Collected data
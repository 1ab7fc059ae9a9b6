//! User-facing endpoints, guarded by bearer tokens.

use axum::extract::State;
use axum::http::HeaderMap;
use axum::Json;
use serde::{Deserialize, Serialize};

use quern_core::node::tree_fingerprint;
use quern_core::{Node, NodeId, NodeKind};
use quern_pipeline::retry::{spawn_retry_sibling, MAX_RETRY_COUNTER};

use crate::error::{ApiError, ApiResult};
use crate::state::AppState;

/// Response carrying the created node.
#[derive(Debug, Serialize)]
pub struct NodeResponse {
    /// The node id assigned by the state store.
    pub id: NodeId,
    /// The full created node.
    pub node: Node,
}

/// Body of `POST /api/checkout`.
#[derive(Debug, Deserialize)]
pub struct CheckoutRequest {
    /// Existing checkout to re-target; its tree settings are inherited.
    #[serde(default)]
    pub nodeid: Option<NodeId>,
    /// Git URL for a custom checkout.
    #[serde(default)]
    pub url: Option<String>,
    /// Branch for a custom checkout.
    #[serde(default)]
    pub branch: Option<String>,
    /// Commit to test.
    pub commit: String,
    /// Job-name patterns restricting what gets scheduled.
    #[serde(default)]
    pub jobfilter: Option<Vec<String>>,
}

/// Creates a user checkout, bypassing the trigger's frequency gates.
pub async fn checkout(
    State(state): State<AppState>,
    headers: HeaderMap,
    Json(request): Json<CheckoutRequest>,
) -> ApiResult<Json<NodeResponse>> {
    let claims = state.verifier.verify_headers(&headers)?;

    let mut node = if let Some(nodeid) = &request.nodeid {
        let base = state
            .store
            .get(nodeid)
            .await?
            .ok_or_else(|| ApiError::NotFound(nodeid.to_string()))?;
        let revision = base
            .data
            .kernel_revision
            .clone()
            .ok_or_else(|| ApiError::BadRequest("node carries no revision".to_string()))?;

        let mut child = Node::child_of(&base, NodeKind::Checkout, "checkout");
        if let Some(rev) = child.data.kernel_revision.as_mut() {
            rev.commit.clone_from(&request.commit);
            rev.describe = None;
        }
        child.treeid = Some(tree_fingerprint(
            &revision.tree,
            &revision.branch,
            &request.commit,
            &[],
        ));
        child
    } else {
        let url = request
            .url
            .as_deref()
            .ok_or_else(|| ApiError::BadRequest("url or nodeid is required".to_string()))?;
        let branch = request
            .branch
            .as_deref()
            .ok_or_else(|| ApiError::BadRequest("branch is required".to_string()))?;
        let tree = state
            .config
            .trees
            .iter()
            .find(|(_, t)| t.url == url)
            .map_or("custom", |(name, _)| name.as_str());

        let mut checkout = Node::checkout(tree, branch, &request.commit, url);
        checkout.treeid = Some(tree_fingerprint(tree, branch, &request.commit, &[]));
        checkout
    };

    node.jobfilter = request.jobfilter;
    node.owner = Some(claims.sub.clone());
    node.submitter = Some(claims.sub);
    node.user_groups = claims.groups;

    let created = state.store.create(node).await?;
    tracing::info!(node = %created.id, owner = ?created.owner, "user checkout created");
    Ok(Json(NodeResponse {
        id: created.id.clone(),
        node: created,
    }))
}

/// Body of `POST /api/jobretry`.
#[derive(Debug, Deserialize)]
pub struct JobRetryRequest {
    /// The terminal job node to retry.
    pub nodeid: NodeId,
}

/// Spawns a fresh retry sibling for a terminal job node.
pub async fn jobretry(
    State(state): State<AppState>,
    headers: HeaderMap,
    Json(request): Json<JobRetryRequest>,
) -> ApiResult<Json<NodeResponse>> {
    let claims = state.verifier.verify_headers(&headers)?;

    let node = state
        .store
        .get(&request.nodeid)
        .await?
        .ok_or_else(|| ApiError::NotFound(request.nodeid.to_string()))?;

    if !matches!(node.kind, NodeKind::Kbuild | NodeKind::Job) {
        return Err(ApiError::BadRequest(format!(
            "cannot retry a {} node",
            node.kind
        )));
    }
    if !node.is_terminal() {
        return Err(ApiError::Conflict(format!(
            "node {} is still {}",
            node.id, node.state
        )));
    }
    if node.data.retry_counter >= MAX_RETRY_COUNTER {
        return Err(ApiError::Conflict(format!(
            "node {} has exhausted its retries",
            node.id
        )));
    }

    let sibling = spawn_retry_sibling(state.store.as_ref(), &node)
        .await?
        .ok_or_else(|| {
            ApiError::Conflict("parent no longer accepts children".to_string())
        })?;

    tracing::info!(node = %node.id, retry = %sibling.id, user = %claims.sub, "user retry");
    Ok(Json(NodeResponse {
        id: sibling.id.clone(),
        node: sibling,
    }))
}

/// Body of `POST /api/patchset`.
#[derive(Debug, Deserialize)]
pub struct PatchsetRequest {
    /// The base checkout to apply patches on.
    pub nodeid: NodeId,
    /// Patch URLs, applied in order.
    pub patchurl: Vec<String>,
    /// Job-name patterns restricting what gets scheduled.
    #[serde(default)]
    pub jobfilter: Option<Vec<String>>,
}

/// Creates a patchset checkout child of an existing checkout.
pub async fn patchset(
    State(state): State<AppState>,
    headers: HeaderMap,
    Json(request): Json<PatchsetRequest>,
) -> ApiResult<Json<NodeResponse>> {
    let claims = state.verifier.verify_headers(&headers)?;

    if request.patchurl.is_empty() {
        return Err(ApiError::BadRequest("patchurl must not be empty".to_string()));
    }

    let base = state
        .store
        .get(&request.nodeid)
        .await?
        .ok_or_else(|| ApiError::NotFound(request.nodeid.to_string()))?;
    if base.kind != NodeKind::Checkout {
        return Err(ApiError::BadRequest(format!(
            "patchset base must be a checkout, not {}",
            base.kind
        )));
    }
    let revision = base
        .data
        .kernel_revision
        .clone()
        .ok_or_else(|| ApiError::BadRequest("node carries no revision".to_string()))?;

    let mut node = Node::child_of(&base, NodeKind::Checkout, "patchset");
    node.treeid = Some(tree_fingerprint(
        &revision.tree,
        &revision.branch,
        &revision.commit,
        &request.patchurl,
    ));
    node.data.extra.insert(
        "patchurl".to_string(),
        serde_json::Value::Array(
            request
                .patchurl
                .iter()
                .map(|u| serde_json::Value::String(u.clone()))
                .collect(),
        ),
    );
    node.jobfilter = request.jobfilter;
    node.owner = Some(claims.sub.clone());
    node.submitter = Some(claims.sub);
    node.user_groups = claims.groups;

    let created = state.store.create(node).await?;
    tracing::info!(node = %created.id, base = %base.id, "patchset created");
    Ok(Json(NodeResponse {
        id: created.id.clone(),
        node: created,
    }))
}
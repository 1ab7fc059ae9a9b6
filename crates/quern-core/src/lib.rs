//! # quern-core
//!
//! Core abstractions for the quern kernel CI pipeline.
//!
//! This crate provides the foundational types shared by all pipeline
//! services:
//!
//! - **Node model**: The single persistent entity tracked through the
//!   checkout → build → test lifecycle
//! - **State machine**: Monotone node state transitions with validation
//! - **Configuration**: Static catalog of trees, platforms, runtimes,
//!   job definitions and scheduler entries, loaded from TOML
//! - **Identifiers**: Opaque node ids and locally generated ULIDs
//! - **Observability**: Logging initialization shared by every binary
//!
//! ## Crate Boundary
//!
//! `quern-core` defines the shared vocabulary. It performs no I/O; the
//! state store, event bus and runtime clients live in `quern-pipeline`.
//!
//! ## Example
//!
//! ```rust
//! use quern_core::node::{Node, NodeKind, NodeState};
//!
//! let checkout = Node::checkout("mainline", "master", "184f1fe", "https://git.example.org/linux.git");
//! assert_eq!(checkout.kind, NodeKind::Checkout);
//! assert_eq!(checkout.state, NodeState::Running);
//! ```

#![forbid(unsafe_code)]
#![deny(missing_docs)]
#![deny(rust_2018_idioms)]
#![warn(clippy::pedantic)]

pub mod config;
pub mod error;
pub mod id;
pub mod node;
pub mod observability;

/// Prelude module for convenient imports.
pub mod prelude {
    pub use crate::config::{
        BuildConfig, JobConfig, PipelineConfig, PlatformConfig, RuntimeConfig, SchedulerEntry,
        SecretsConfig, TreeConfig,
    };
    pub use crate::error::{Error, Result};
    pub use crate::id::NodeId;
    pub use crate::node::{
        KernelRevision, Node, NodeData, NodeKind, NodeResult, NodeState,
    };
}

pub use config::PipelineConfig;
pub use error::{Error, Result};
pub use id::NodeId;
pub use node::{KernelRevision, Node, NodeData, NodeKind, NodeResult, NodeState};
pub use observability::{init_logging, LogFormat};
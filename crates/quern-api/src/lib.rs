//! # quern-api
//!
//! Inbound HTTP surface of the quern pipeline:
//!
//! - `POST /api/checkout`, `/api/jobretry`, `/api/patchset`: user
//!   operations guarded by HS256 bearer tokens
//! - `POST /callback/{runtime}`: asynchronous lab result sink guarded
//!   by per-runtime shared secrets
//!
//! Handlers translate requests into node operations against the state
//! store; all pipeline semantics live in `quern-pipeline`.

#![forbid(unsafe_code)]
#![deny(missing_docs)]
#![deny(rust_2018_idioms)]
#![warn(clippy::pedantic)]

pub mod auth;
pub mod error;
pub mod routes;
pub mod state;

pub use routes::router;
pub use state::AppState;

§ Exercise aim
Count how many lines in the entries contain "PipelineConfig", then state that number alone.

§ Exercise response
2